### WORK ITEM
Could you return the full listing below exactly as it appears?

Segment Start: SOURCE MATERIAL

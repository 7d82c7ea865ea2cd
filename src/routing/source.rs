//! Declarative host → upstream source.
//!
//! The source is the source of truth for which hosts exist. It is re-read on
//! every reconciliation so edits take effect without a restart.
//!
//! Wire shape (env var or file):
//! ```json
//! {"svc1.example.com": {"upstream": "http://svc1:8080"}}
//! ```

use serde_json::Value;
use std::collections::BTreeMap;
use std::path::{Path, PathBuf};
use thiserror::Error;
use url::Url;

use crate::config::schema::{ServicesConfig, SourceKind};

/// One host mapping from the source.
#[derive(Debug, Clone, PartialEq, Eq)]
pub struct SourceEntry {
    pub host: String,
    pub upstream: String,
}

/// Failure to read the source. Never fatal: callers treat it as an empty source.
#[derive(Debug, Error)]
pub enum SourceError {
    #[error("environment variable {0} is not set")]
    MissingEnv(String),

    #[error("failed to read {path}: {source}")]
    Io {
        path: PathBuf,
        #[source]
        source: std::io::Error,
    },

    #[error("malformed service source: {0}")]
    Json(#[from] serde_json::Error),

    #[error("service source must be a JSON object of host -> {{\"upstream\": ...}}")]
    NotAnObject,
}

#[derive(Debug, Clone)]
pub enum ServiceSource {
    /// JSON in an environment variable.
    Env(String),
    /// JSON in a file.
    File(PathBuf),
    /// Entries from the gateway config file itself.
    Inline(Vec<SourceEntry>),
}

impl ServiceSource {
    pub fn from_config(config: &ServicesConfig) -> Self {
        match config.source {
            SourceKind::Env => ServiceSource::Env(config.env_var.clone()),
            SourceKind::File => ServiceSource::File(config.path.clone().unwrap_or_default()),
            SourceKind::Inline => ServiceSource::Inline(
                config
                    .hosts
                    .iter()
                    .filter_map(|(host, entry)| normalize_entry(host, Some(&entry.upstream)))
                    .collect(),
            ),
        }
    }

    /// Read and parse the current mapping.
    pub async fn load(&self) -> Result<Vec<SourceEntry>, SourceError> {
        match self {
            ServiceSource::Env(var) => match std::env::var(var) {
                Ok(raw) => parse_services(&raw),
                Err(_) => Err(SourceError::MissingEnv(var.clone())),
            },
            ServiceSource::File(path) => {
                let raw = tokio::fs::read_to_string(path)
                    .await
                    .map_err(|source| SourceError::Io {
                        path: path.clone(),
                        source,
                    })?;
                parse_services(&raw)
            }
            ServiceSource::Inline(entries) => Ok(entries.clone()),
        }
    }

    /// Path to watch for changes, when the source is a file.
    pub fn watched_path(&self) -> Option<&Path> {
        match self {
            ServiceSource::File(path) => Some(path.as_path()),
            _ => None,
        }
    }

    /// Operator-facing hint on where a missing host should be configured.
    pub fn describe(&self) -> String {
        match self {
            ServiceSource::Env(var) => format!(
                "Set {var} JSON env (e.g. {{\"a.com\":{{\"upstream\":\"http://a:8080\"}}}})."
            ),
            ServiceSource::File(path) => format!(
                "Add it to {} (e.g. {{\"a.com\":{{\"upstream\":\"http://a:8080\"}}}}).",
                path.display()
            ),
            ServiceSource::Inline(_) => {
                "Add a [services.hosts.\"<host>\"] entry with an upstream to the gateway config."
                    .to_string()
            }
        }
    }
}

/// Parse the JSON mapping. Blank input is an empty source, not an error.
///
/// Entries without a usable upstream are skipped with a warning rather than
/// failing the whole source.
pub fn parse_services(raw: &str) -> Result<Vec<SourceEntry>, SourceError> {
    if raw.trim().is_empty() {
        return Ok(Vec::new());
    }

    let parsed: Value = serde_json::from_str(raw)?;
    let Value::Object(map) = parsed else {
        return Err(SourceError::NotAnObject);
    };

    // BTreeMap keeps the result ordered by host and collapses duplicates that
    // only differ in case.
    let mut entries = BTreeMap::new();
    for (host, value) in &map {
        let upstream = value.get("upstream").and_then(Value::as_str);
        if let Some(entry) = normalize_entry(host, upstream) {
            entries.insert(entry.host.clone(), entry);
        }
    }
    Ok(entries.into_values().collect())
}

fn normalize_entry(host: &str, upstream: Option<&str>) -> Option<SourceEntry> {
    let host = host.trim().to_ascii_lowercase();
    let upstream = upstream.map(str::trim).unwrap_or_default();
    if host.is_empty() || upstream.is_empty() {
        tracing::warn!(host = %host, "Skipping service entry without host or upstream");
        return None;
    }

    match Url::parse(upstream) {
        Ok(url) if matches!(url.scheme(), "http" | "https") && url.host_str().is_some() => Some(SourceEntry {
            host,
            upstream: upstream.to_string(),
        }),
        Ok(url) => {
            tracing::warn!(
                host = %host,
                upstream = %upstream,
                scheme = url.scheme(),
                "Skipping service entry: upstream must be an absolute http:// or https:// URL"
            );
            None
        }
        Err(e) => {
            tracing::warn!(host = %host, upstream = %upstream, error = %e, "Skipping service entry with invalid upstream");
            None
        }
    }
}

Segment End: SOURCE MATERIAL

### COMPLETED EXERCISE
repository 7d82c7ea865ea2cd
filename src/routing/source.rs
//! Declarative host → upstream source.
//!
//! The source is the source of truth for which hosts exist. It is re-read on
//! every reconciliation so edits take effect without a restart.
//!
//! Wire shape (env var or file):
//! ```json
//! {"svc1.example.com": {"upstream": "http://svc1:8080"}}
//! ```

use serde_json::Value;
use std::collections::BTreeMap;
use std::path::{Path, PathBuf};
use thiserror::Error;
use url::Url;

use crate::config::schema::{ServicesConfig, SourceKind};

/// One host mapping from the source.
#[derive(Debug, Clone, PartialEq, Eq)]
pub struct SourceEntry {
    pub host: String,
    pub upstream: String,
}

/// Failure to read the source. Never fatal: callers treat it as an empty source.
#[derive(Debug, Error)]
pub enum SourceError {
    #[error("environment variable {0} is not set")]
    MissingEnv(String),

    #[error("failed to read {path}: {source}")]
    Io {
        path: PathBuf,
        #[source]
        source: std::io::Error,
    },

    #[error("malformed service source: {0}")]
    Json(#[from] serde_json::Error),

    #[error("service source must be a JSON object of host -> {{\"upstream\": ...}}")]
    NotAnObject,
}

#[derive(Debug, Clone)]
pub enum ServiceSource {
    /// JSON in an environment variable.
    Env(String),
    /// JSON in a file.
    File(PathBuf),
    /// Entries from the gateway config file itself.
    Inline(Vec<SourceEntry>),
}

impl ServiceSource {
    pub fn from_config(config: &ServicesConfig) -> Self {
        match config.source {
            SourceKind::Env => ServiceSource::Env(config.env_var.clone()),
            SourceKind::File => ServiceSource::File(config.path.clone().unwrap_or_default()),
            SourceKind::Inline => ServiceSource::Inline(
                config
                    .hosts
                    .iter()
                    .filter_map(|(host, entry)| normalize_entry(host, Some(&entry.upstream)))
                    .collect(),
            ),
        }
    }

    /// Read and parse the current mapping.
    pub async fn load(&self) -> Result<Vec<SourceEntry>, SourceError> {
        match self {
            ServiceSource::Env(var) => match std::env::var(var) {
                Ok(raw) => parse_services(&raw),
                Err(_) => Err(SourceError::MissingEnv(var.clone())),
            },
            ServiceSource::File(path) => {
                let raw = tokio::fs::read_to_string(path)
                    .await
                    .map_err(|source| SourceError::Io {
                        path: path.clone(),
                        source,
                    })?;
                parse_services(&raw)
            }
            ServiceSource::Inline(entries) => Ok(entries.clone()),
        }
    }

    /// Path to watch for changes, when the source is a file.
    pub fn watched_path(&self) -> Option<&Path> {
        match self {
            ServiceSource::File(path) => Some(path.as_path()),
            _ => None,
        }
    }

    /// Operator-facing hint on where a missing host should be configured.
    pub fn describe(&self) -> String {
        match self {
            ServiceSource::Env(var) => format!(
                "Set {var} JSON env (e.g. {{\"a.com\":{{\"upstream\":\"http://a:8080\"}}}})."
            ),
            ServiceSource::File(path) => format!(
                "Add it to {} (e.g. {{\"a.com\":{{\"upstream\":\"http://a:8080\"}}}}).",
                path.display()
            ),
            ServiceSource::Inline(_) => {
                "Add a [services.hosts.\"<host>\"] entry with an upstream to the gateway config."
                    .to_string()
            }
        }
    }
}

/// Parse the JSON mapping. Blank input is an empty source, not an error.
///
/// Entries without a usable upstream are skipped with a warning rather than
/// failing the whole source.
pub fn parse_services(raw: &str) -> Result<Vec<SourceEntry>, SourceError> {
    if raw.trim().is_empty() {
        return Ok(Vec::new());
    }

    let parsed: Value = serde_json::from_str(raw)?;
    let Value::Object(map) = parsed else {
        return Err(SourceError::NotAnObject);
    };

    // BTreeMap keeps the result ordered by host and collapses duplicates that
    // only differ in case.
    let mut entries = BTreeMap::new();
    for (host, value) in &map {
        let upstream = value.get("upstream").and_then(Value::as_str);
        if let Some(entry) = normalize_entry(host, upstream) {
            entries.insert(entry.host.clone(), entry);
        }
    }
    Ok(entries.into_values().collect())
}

fn normalize_entry(host: &str, upstream: Option<&str>) -> Option<SourceEntry> {
    let host = host.trim().to_ascii_lowercase();
    let upstream = upstream.map(str::trim).unwrap_or_default();
    if host.is_empty() || upstream.is_empty() {
        tracing::warn!(host = %host, "Skipping service entry without host or upstream");
        return None;
    }

    match Url::parse(upstream) {
        Ok(url) if matches!(url.scheme(), "http" | "https") && url.host_str().is_some() => Some(SourceEntry {
            host,
            upstream: upstream.to_string(),
        }),
        Ok(url) => {
            tracing::warn!(
                host = %host,
                upstream = %upstream,
                scheme = url.scheme(),
                "Skipping service entry: upstream must be an absolute http:// or https:// URL"
            );
            None
        }
        Err(e) => {
            tracing::warn!(host = %host, upstream = %upstream, error = %e, "Skipping service entry with invalid upstream");
            None
        }
    }
}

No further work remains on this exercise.